Y con la aparición de Poe muere toda la fuerza del relato. Landor investiga, Poe acompaña, hay una familia extraña, muere algún otro personaje, aparece el inevitable cuervo en primer plano, el misterio se resuelve, hay una vuelta de tuerca, hay otra vuelta de tuerca aún más vueltera, fin.
La película tiene una lista prodigiosa de actores de peso: Toby Jones, Gillian Anderson, Timothy Spall, Charlotte Gainsbourg, Robert Duvall. Como suele suceder, este casting veterano no consigue un contrapeso adecuado de los actores jóvenes, particularmente de un inane Harry Melling haciendo de Poe.
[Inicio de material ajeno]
//! SIP Response Handler for Dialog-Core
//!
//! This module handles processing of SIP responses within dialogs according to RFC 3261.
//! It manages dialog state transitions based on response status codes and coordinates
//! with the session layer for proper call management.
//!
//! ## Response Categories Handled
//!
//! - **1xx Provisional**: Call progress, ringing, session progress
//! - **2xx Success**: Call answered, request completed successfully
//! - **3xx Redirection**: Call forwarding and redirect scenarios
//! - **4xx Client Error**: Authentication, not found, bad request
//! - **5xx Server Error**: Server failures and overload conditions
//! - **6xx Global Failure**: Permanent failures and rejections
//!
//! ## Dialog State Management
//!
//! - **180 Ringing**: May create early dialog with To-tag
//! - **200 OK INVITE**: Confirms dialog, transitions Early→Confirmed
//! - **4xx-6xx INVITE**: Terminates early dialogs
//! - **200 OK BYE**: Completes dialog termination

use tracing::{debug, info, warn};

use rvoip_sip_core::Response;
use crate::transaction::TransactionKey;
use crate::dialog::{DialogId, DialogState};
use crate::errors::DialogResult;
use crate::events::SessionCoordinationEvent;
use crate::manager::{DialogManager, SessionCoordinator, MessageExtensions};

/// Response-specific handling operations
pub trait ResponseHandler {
    /// Handle responses to client transactions
    fn handle_response_message(
        &self,
        response: Response,
        transaction_id: TransactionKey,
    ) -> impl std::future::Future<Output = DialogResult<()>> + Send;
}

/// Implementation of response handling for DialogManager
impl ResponseHandler for DialogManager {
    /// Handle responses to client transactions
    /// 
    /// Processes responses and updates dialog state accordingly.
    async fn handle_response_message(&self, response: Response, transaction_id: TransactionKey) -> DialogResult<()> {
        debug!("Processing response {} for transaction {}", response.status_code(), transaction_id);
        
        // Find associated dialog
        if let Ok(dialog_id) = self.find_dialog_for_transaction(&transaction_id) {
            self.process_response_in_dialog(response, transaction_id, dialog_id).await
        } else {
            debug!("Response for transaction {} has no associated dialog", transaction_id);
            Ok(())
        }
    }
}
El crédito actoral previo más reconocido de Melling es hacer de Dudley Dursley en la saga de Harry Potter. Nadie que no sea un Potterhead debe recordar quién es Dudley Dursley.
No es sencillo apuntar el dedo con exactitud hacia lo que falla en Los crímenes de la academia. La historia no es magistral, pero con peores materiales se han hecho películas más que decentes. Además, se trata de un relato de secretos, revelaciones, ocultamientos y malentendidos. Lo no contado, lo sospechado, lo escondido debería ser igual o más importante que la acción. Todo lo técnico es muy sólido, tanto visual como auditivamente. Los actores con carrera cumplen su cometido con creces (incluso Duvall, ya muy viejito hasta para moverse en la escena pero igual de imponente que siempre). Scott Cooper es un director competente como mínimo, solvente siempre, casi brillante en sus mejores momentos. Pero nada alcanza, la película está pinchada, no flota. Para definirla habría que decir algo tan simple como que con Los crímenes de la academia no pasa nada.
Lo único que la rescata de la mediocridad absoluta es Bale, el siempre cumplidor. Desde el primer momento en que aparece en pantalla se sabe que esa persona oculta cosas, que lo que muestra es una fracción de lo que carga. La actuación de Bale es lo opuesto de intensa, es mesurada, contenida, oscura. Es demasiada actuación para una película pinchada. Bale, el mejor actor de su generación. Si hay dudas, basta con probar a imaginarse a Leonardo Intensito Di Caprio tratando de componer un Batman convincente.
Los crímenes de la academia (The Pale Blue Eye), dirigida por Scott Cooper, Estados Unidos, 2022. Con Christian Bale, Harry Melling, Lucy Boynton, Gillian Anderson, Toby Jones.